I left my apartment at 6am to go to Pilates and saw a "Ute" ("Jeep" to anyone in Ireland or "4 by 4" perhaps to others) parked opposite our apartment and 2 men picking up bits from the side of the road and putting them into the vehicle. I didn't think anything of it til I noticed that 20 metres further down the road was another vehicle with a couple doing the same thing. And then again in another 50m a group of young lads were bundling a number of items into a trailer.
Paying more attention now I noticed that it would appear that all these people were helping themselves to the "rubbish" of the wealthy inhabitants of South Yarra. And this "rubbish" consisted of flat-screen TVs, solid oak tables and bicycles and I even saw a laptop and an aquarium! The items at the side of the road were far from being classed as "rubbish", but were simply unwanted. The roads were lined full of free stuff and there were people everywhere renovating their homes with the street gifts! I'll have to get my balaclava, bag and torch ready for the next time - if anyone has any special requests, let me know :)

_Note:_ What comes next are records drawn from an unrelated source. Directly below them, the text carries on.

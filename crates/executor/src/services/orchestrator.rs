//! Per-signal workflow: authenticate, persist the signal, notify, optionally
//! place an order, persist the resulting trade, notify the outcome.
//!
//! Only authentication can abort a run. Every later step is attempted even when
//! an earlier one failed, and its failure is logged and relayed in the final
//! notification instead of being returned.

use std::sync::Arc;

use common::config::ExecutionMode;
use common::models::{InboundSignal, SignalInsert, TradeInsert, non_empty};
use serde::Serialize;
use storage::Persistence;
use tracing::{Instrument, error, info, info_span, warn};
use uuid::Uuid;
use venue::{AddOrderResponse, CloseOrder, OrderInput, OrderVenue, VenueError};

use crate::error::AuthError;
use crate::traits::Notifier;

const DEFAULT_ORDER_TYPE: &str = "market";

#[derive(Debug, Serialize)]
pub struct WorkflowReport {
    pub request_id: Uuid,
    /// Zero when the signal could not be persisted.
    pub signal_id: i64,
    pub order: OrderOutcome,
    #[serde(skip_serializing_if = "Option::is_none")]
    pub trade_id: Option<i64>,
}

#[derive(Debug, Serialize)]
#[serde(tag = "status", rename_all = "snake_case")]
pub enum OrderOutcome {
    Skipped {
        reason: String,
    },
    Placed {
        receipt: AddOrderResponse,
        validate_only: bool,
    },
    /// The venue answered with a non-empty error list.
    Rejected {
        messages: Vec<String>,
    },
    /// The request is known not to have been executed.
    Failed {
        error: String,
    },
    /// The request may or may not have reached the venue.
    Unknown {
        error: String,
    },
}

pub struct OrderOrchestrator {
    webhook_token: String,
    execution_mode: ExecutionMode,
    store: Option<Arc<dyn Persistence>>,
    venue: Option<Arc<dyn OrderVenue>>,
    notifier: Option<Arc<dyn Notifier>>,
    chat_id: i64,
}

impl OrderOrchestrator {
    pub fn new(webhook_token: impl Into<String>, execution_mode: ExecutionMode) -> Self {
        Self {
            webhook_token: webhook_token.into(),
            execution_mode,
            store: None,
            venue: None,
            notifier: None,
            chat_id: 0,
        }
    }

    pub fn with_store(mut self, store: Arc<dyn Persistence>) -> Self {
        self.store = Some(store);
        self
    }

    pub fn with_venue(mut self, venue: Arc<dyn OrderVenue>) -> Self {
        self.venue = Some(venue);
        self
    }

    pub fn with_notifier(mut self, notifier: Arc<dyn Notifier>, chat_id: i64) -> Self {
        self.notifier = Some(notifier);
        self.chat_id = chat_id;
        self
    }

    pub async fn handle(&self, signal: InboundSignal) -> Result<WorkflowReport, AuthError> {
        let request_id = Uuid::new_v4();
        let span = info_span!("signal", %request_id);
        self.run(request_id, signal).instrument(span).await
    }

    async fn run(
        &self,
        request_id: Uuid,
        signal: InboundSignal,
    ) -> Result<WorkflowReport, AuthError> {
        if let Err(e) = self.authenticate(&signal) {
            warn!("Rejected signal: {}", e);
            return Err(e);
        }
        info!(pair = signal.pair(), side = signal.side(), "Signal accepted");

        let signal_id = self.persist_signal(&signal).await;
        self.notify(&received_message(&signal)).await;

        let mut trade_id = None;
        let order = match self.prepare_order(&signal) {
            Err(reason) => {
                info!("No order executed: {}", reason);
                OrderOutcome::Skipped { reason }
            }
            Ok((venue, input)) => {
                let outcome = execute(&**venue, &input).await;
                if let OrderOutcome::Placed { receipt, .. } = &outcome {
                    trade_id = self.persist_trade(signal_id, &input, receipt).await;
                }
                outcome
            }
        };

        self.notify(&result_message(&order)).await;

        Ok(WorkflowReport {
            request_id,
            signal_id,
            order,
            trade_id,
        })
    }

    fn authenticate(&self, signal: &InboundSignal) -> Result<(), AuthError> {
        let supplied = signal
            .token
            .as_deref()
            .filter(|t| !t.is_empty())
            .ok_or(AuthError::MissingToken)?;
        if constant_time_eq(supplied.as_bytes(), self.webhook_token.as_bytes()) {
            Ok(())
        } else {
            Err(AuthError::InvalidToken)
        }
    }

    async fn persist_signal(&self, signal: &InboundSignal) -> i64 {
        let Some(store) = &self.store else {
            return 0;
        };
        let insert = match SignalInsert::from_inbound(signal) {
            Ok(insert) => insert,
            Err(e) => {
                error!("Failed to encode signal payload: {}", e);
                return 0;
            }
        };
        match store.save_signal(&insert).await {
            Ok(id) => {
                info!(signal_id = id, "Signal stored");
                id
            }
            Err(e) => {
                error!("Failed to store signal: {}", e);
                0
            }
        }
    }

    fn prepare_order<'a>(
        &'a self,
        signal: &InboundSignal,
    ) -> Result<(&'a Arc<dyn OrderVenue>, OrderInput), String> {
        let venue = self
            .venue
            .as_ref()
            .ok_or_else(|| "order execution is disabled".to_string())?;

        let missing: Vec<&str> = [
            ("pair", signal.pair()),
            ("type", signal.side()),
            ("volume", signal.volume()),
        ]
        .into_iter()
        .filter(|(_, value)| value.is_empty())
        .map(|(name, _)| name)
        .collect();
        if !missing.is_empty() {
            return Err(format!("missing {}", missing.join(", ")));
        }

        let close = non_empty(&signal.close_order_type).map(|order_type| CloseOrder {
            order_type: Some(order_type.to_string()),
            price: signal.close_price.clone(),
            price2: signal.close_price2.clone(),
        });

        let input = OrderInput {
            pair: signal.pair().to_string(),
            side: signal.side().to_string(),
            order_type: non_empty(&signal.order_type)
                .unwrap_or(DEFAULT_ORDER_TYPE)
                .to_string(),
            volume: signal.volume().to_string(),
            price: signal.price.clone(),
            price2: signal.price2.clone(),
            validate: self.execution_mode.is_dry_run(),
            close,
            ..Default::default()
        };
        Ok((venue, input))
    }

    async fn persist_trade(
        &self,
        signal_id: i64,
        input: &OrderInput,
        receipt: &AddOrderResponse,
    ) -> Option<i64> {
        let tx_id = receipt.first_tx_id()?;
        if signal_id == 0 {
            warn!(tx_id, "Order has no stored signal; trade not recorded");
            return None;
        }
        let store = self.store.as_ref()?;

        let trade = TradeInsert {
            signal_id,
            pair: input.pair.clone(),
            side: input.side.clone(),
            order_type: input.order_type.clone(),
            volume: input.volume.clone(),
            price: non_empty(&input.price).unwrap_or_default().to_string(),
            tx_id: tx_id.to_string(),
        };
        match store.save_trade(&trade).await {
            Ok(id) => {
                info!(trade_id = id, tx_id, "Trade stored");
                Some(id)
            }
            Err(e) => {
                error!(tx_id, "Failed to store trade: {}", e);
                None
            }
        }
    }

    async fn notify(&self, text: &str) {
        let Some(notifier) = &self.notifier else {
            return;
        };
        if let Err(e) = notifier.send(text, self.chat_id).await {
            error!("Failed to send notification: {}", e);
        }
    }
}

async fn execute(venue: &dyn OrderVenue, input: &OrderInput) -> OrderOutcome {
    match venue.add_order(input).await {
        Ok(receipt) => {
            if !input.validate && receipt.first_tx_id().is_none() {
                warn!("Venue accepted the order without a transaction id");
            }
            OrderOutcome::Placed {
                receipt,
                validate_only: input.validate,
            }
        }
        Err(VenueError::Api(api)) => {
            warn!("Order rejected: {}", api);
            OrderOutcome::Rejected {
                messages: api.messages,
            }
        }
        Err(e) if e.outcome_unknown() => {
            error!(transport = e.is_transport(), "Order outcome unknown: {}", e);
            OrderOutcome::Unknown {
                error: e.to_string(),
            }
        }
        Err(e) => {
            error!(transport = e.is_transport(), "Order failed: {}", e);
            OrderOutcome::Failed {
                error: e.to_string(),
            }
        }
    }
}

fn received_message(signal: &InboundSignal) -> String {
    let mut msg = String::from("Signal received");
    if let Some(text) = non_empty(&signal.text) {
        msg.push_str(&format!(": {text}"));
    }
    let fields = [
        ("pair", non_empty(&signal.pair)),
        ("type", non_empty(&signal.side)),
        ("ordertype", non_empty(&signal.order_type)),
        ("volume", non_empty(&signal.volume)),
        ("price", non_empty(&signal.price)),
        ("close", non_empty(&signal.close_order_type)),
    ];
    for (name, value) in fields {
        if let Some(value) = value {
            msg.push_str(&format!("\n{name}: {value}"));
        }
    }
    msg
}

fn result_message(order: &OrderOutcome) -> String {
    match order {
        OrderOutcome::Skipped { reason } => format!("No order executed: {reason}"),
        OrderOutcome::Placed {
            receipt,
            validate_only,
        } => {
            let mut msg = if *validate_only {
                format!(
                    "Order validated (validation only, not placed): {}",
                    receipt.description.order
                )
            } else {
                format!("Order placed: {}", receipt.description.order)
            };
            if let Some(close) = receipt.description.close.as_deref() {
                msg.push_str(&format!("\nClose: {close}"));
            }
            if let Some(tx_id) = receipt.first_tx_id() {
                msg.push_str(&format!("\ntxid: {tx_id}"));
            }
            msg
        }
        OrderOutcome::Rejected { messages } => {
            format!("Order rejected by venue: {}", messages.join("; "))
        }
        OrderOutcome::Failed { error } => format!("Order failed: {error}"),
        OrderOutcome::Unknown { error } => format!(
            "Order outcome unknown: {error}\nCheck open orders on the venue before re-sending."
        ),
    }
}

fn constant_time_eq(a: &[u8], b: &[u8]) -> bool {
    if a.len() != b.len() {
        return false;
    }
    a.iter().zip(b).fold(0u8, |acc, (x, y)| acc | (x ^ y)) == 0
}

Called over to Máire's house to sort out some hockey social dates with her (and eat chocolate cake and icecream) and decided to get the tram home as it was late. Waiting at the tram stop, which is in the middle of a main road and right beneath some traffic lights, I was alone. I was going through my new Facebook page for this blog (plug plug plug https://www.facebook.com/alifeturnedupsidedown), when I noticed that when the filter light is red, the cars are very close to me waiting to turn right. and their passengers are in the mood to talk. I was at the tram stop for 30 mins and had about 12 different "How you going?" conversation starters thrown at me. One guy tried to reach for me when they were driving by and hit me so hard it spun me around! The funniest though was when a car full of boys pulled up and the driver went to tug on my bag to get my attention, but failed to notice the police van behind them. Once contact was made with the bag, a very loud "whoop whoop" of the siren, bright flash of the blue and red lights and wag of the "don't even think about it" finger made him reconsider his actions. I couldn't help but feel sorry for the poor guy who, pale as a ghost, he sat with his two hands on the steering wheel (10 and 2) til the light went green.

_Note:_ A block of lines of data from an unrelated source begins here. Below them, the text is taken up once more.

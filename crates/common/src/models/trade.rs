use chrono::{DateTime, Utc};
use serde::Serialize;

pub const DEFAULT_TRADE_STATUS: &str = "open";

#[derive(Debug, Clone, Serialize)]
pub struct Trade {
    pub id: i64,
    /// Zero when the trade has no causal signal.
    pub signal_id: i64,
    pub pair: String,
    #[serde(rename = "type")]
    pub side: String,
    #[serde(rename = "ordertype")]
    pub order_type: String,
    pub volume: String,
    pub price: String,
    #[serde(rename = "txid")]
    pub tx_id: String,
    pub created_at: DateTime<Utc>,
    pub status: String,
    // Never computed here; reserved for a later reconciliation job.
    pub pnl: f64,
}

#[derive(Debug, Clone, PartialEq)]
pub struct TradeInsert {
    pub signal_id: i64,
    pub pair: String,
    pub side: String,
    pub order_type: String,
    pub volume: String,
    pub price: String,
    pub tx_id: String,
}
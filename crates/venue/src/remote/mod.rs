pub mod balance_response;
pub mod envelope;
pub mod kraken_client;
pub mod order_request;
pub mod order_response;

pub use balance_response::{BalanceResponse, TradeBalanceResponse};
pub use kraken_client::{KrakenClient, PRIVATE_PATH_PREFIX};
pub use order_request::{CloseOrder, OrderInput};
pub use order_response::{AddOrderResponse, CancelOrderResponse, OrderDescription};
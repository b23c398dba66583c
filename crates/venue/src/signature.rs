//! Request authentication for private endpoints.
//!
//! `API-Sign = base64(HMAC-SHA512(secret, path ++ SHA256(nonce ++ body)))`

use base64::{Engine as _, engine::general_purpose::STANDARD as BASE64};
use hmac::{Hmac, Mac};
use sha2::{Digest, Sha256, Sha512};

use crate::error::VenueError;

type HmacSha512 = Hmac<Sha512>;

/// Holds the decoded API secret. The secret never leaves this type.
#[derive(Clone)]
pub struct Signer {
    secret: Vec<u8>,
}

impl Signer {
    pub fn new(api_secret_b64: &str) -> Result<Self, VenueError> {
        if api_secret_b64.trim().is_empty() {
            return Err(VenueError::MissingApiSecret);
        }
        let secret = BASE64.decode(api_secret_b64.trim())?;
        Ok(Self { secret })
    }

    pub fn sign(&self, path: &str, nonce: &str, encoded_body: &str) -> String {
        sign(&self.secret, path, nonce, encoded_body)
    }
}

impl std::fmt::Debug for Signer {
    fn fmt(&self, f: &mut std::fmt::Formatter<'_>) -> std::fmt::Result {
        f.write_str("Signer(<redacted>)")
    }
}

pub fn sign(secret: &[u8], path: &str, nonce: &str, encoded_body: &str) -> String {
    let mut sha = Sha256::new();
    sha.update(nonce.as_bytes());
    sha.update(encoded_body.as_bytes());
    let digest = sha.finalize();

    let mut mac = HmacSha512::new_from_slice(secret).expect("HMAC can take key of any size");
    mac.update(path.as_bytes());
    mac.update(&digest);
    BASE64.encode(mac.finalize().into_bytes())
}
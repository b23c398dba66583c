use thiserror::Error;

#[derive(Error, Debug)]
pub enum StorageError {
    #[error("database error: {0}")]
    Database(#[from] sqlx::Error),
}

Deciding to be healthy early in the week; whist also trying to save money, I decided to go to the shop and get my groceries for the week. I thought I'd be good and make quinoa with some chicken, peppers, mushrooms and onions etc. so I put the quinoa in the microwave and put the other food in the pan. When the quinoa was done I put it on the counter beside the pan and turned to get a wooden spoon. Somehow, in the simple process of turning to face the opposite way, I clipped the pan and in the process of trying to grab it, I flipped the microwaveable tub. Quinoa, chicken and veg rained all over the kitchen and left me ducking for cover as I screamed. I was left in a confused mess on the ground and with nothing to eat! Time for beans on toast then.

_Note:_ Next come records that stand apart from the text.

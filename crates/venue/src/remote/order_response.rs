use serde::{Deserialize, Serialize};

#[derive(Debug, Clone, Default, PartialEq, Serialize, Deserialize)]
pub struct OrderDescription {
    #[serde(default)]
    pub order: String,
    #[serde(default, skip_serializing_if = "Option::is_none")]
    pub close: Option<String>,
}

/// Result of `AddOrder`. `tx_ids` is empty when the order was only validated.
#[derive(Debug, Clone, Default, PartialEq, Serialize, Deserialize)]
pub struct AddOrderResponse {
    #[serde(rename = "descr", default)]
    pub description: OrderDescription,
    #[serde(rename = "txid", default)]
    pub tx_ids: Vec<String>,
}

impl AddOrderResponse {
    pub fn first_tx_id(&self) -> Option<&str> {
        self.tx_ids
            .iter()
            .map(String::as_str)
            .find(|id| !id.is_empty())
    }
}

#[derive(Debug, Clone, Default, PartialEq, Serialize, Deserialize)]
pub struct CancelOrderResponse {
    pub count: u32,
    #[serde(default)]
    pub pending: bool,
}
pub mod data_manager;
pub mod db;
pub mod error;
pub mod repositories;
pub mod traits;

pub use data_manager::DataManager;
pub use error::StorageError;
pub use traits::Persistence;
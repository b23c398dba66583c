pub mod signals_repo;
pub mod trades_repo;

pub use signals_repo::SignalsRepository;
pub use trades_repo::TradesRepository;
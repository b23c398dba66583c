//! Signed client for the venue's private REST API.

pub mod error;
pub mod nonce;
pub mod remote;
pub mod signature;
pub mod traits;

pub use error::{ApiError, VenueError};
pub use nonce::{MonotonicNonce, NonceSource};
pub use remote::{AddOrderResponse, CloseOrder, KrakenClient, OrderDescription, OrderInput};
pub use signature::Signer;
pub use traits::OrderVenue;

Later on, I went to Reformer Pilates class, where we have usually about 20 - 25 people in a class. I generally go about 5 times a week and most of the staff would recognise me now. About half-way through the class, when I had one foot in the air, the other on a bar while my arms held my body up in a "Plank" position, the instructor stopped at my Reformer bed. "Breathe in ladies" he was saying, "you have 6 more to go". The staff help move you into the correct positions if you are out of alignment, and he was beside me; so I presumed I was doing something wrong. The talking stopped and from my inverted position all I could see were his legs and feet standing at the top of my bed. After what seemed like forever I strained my shaking body to look up only to see the instructor standing with a piece of chicken in his hand; just after removing it from my hair.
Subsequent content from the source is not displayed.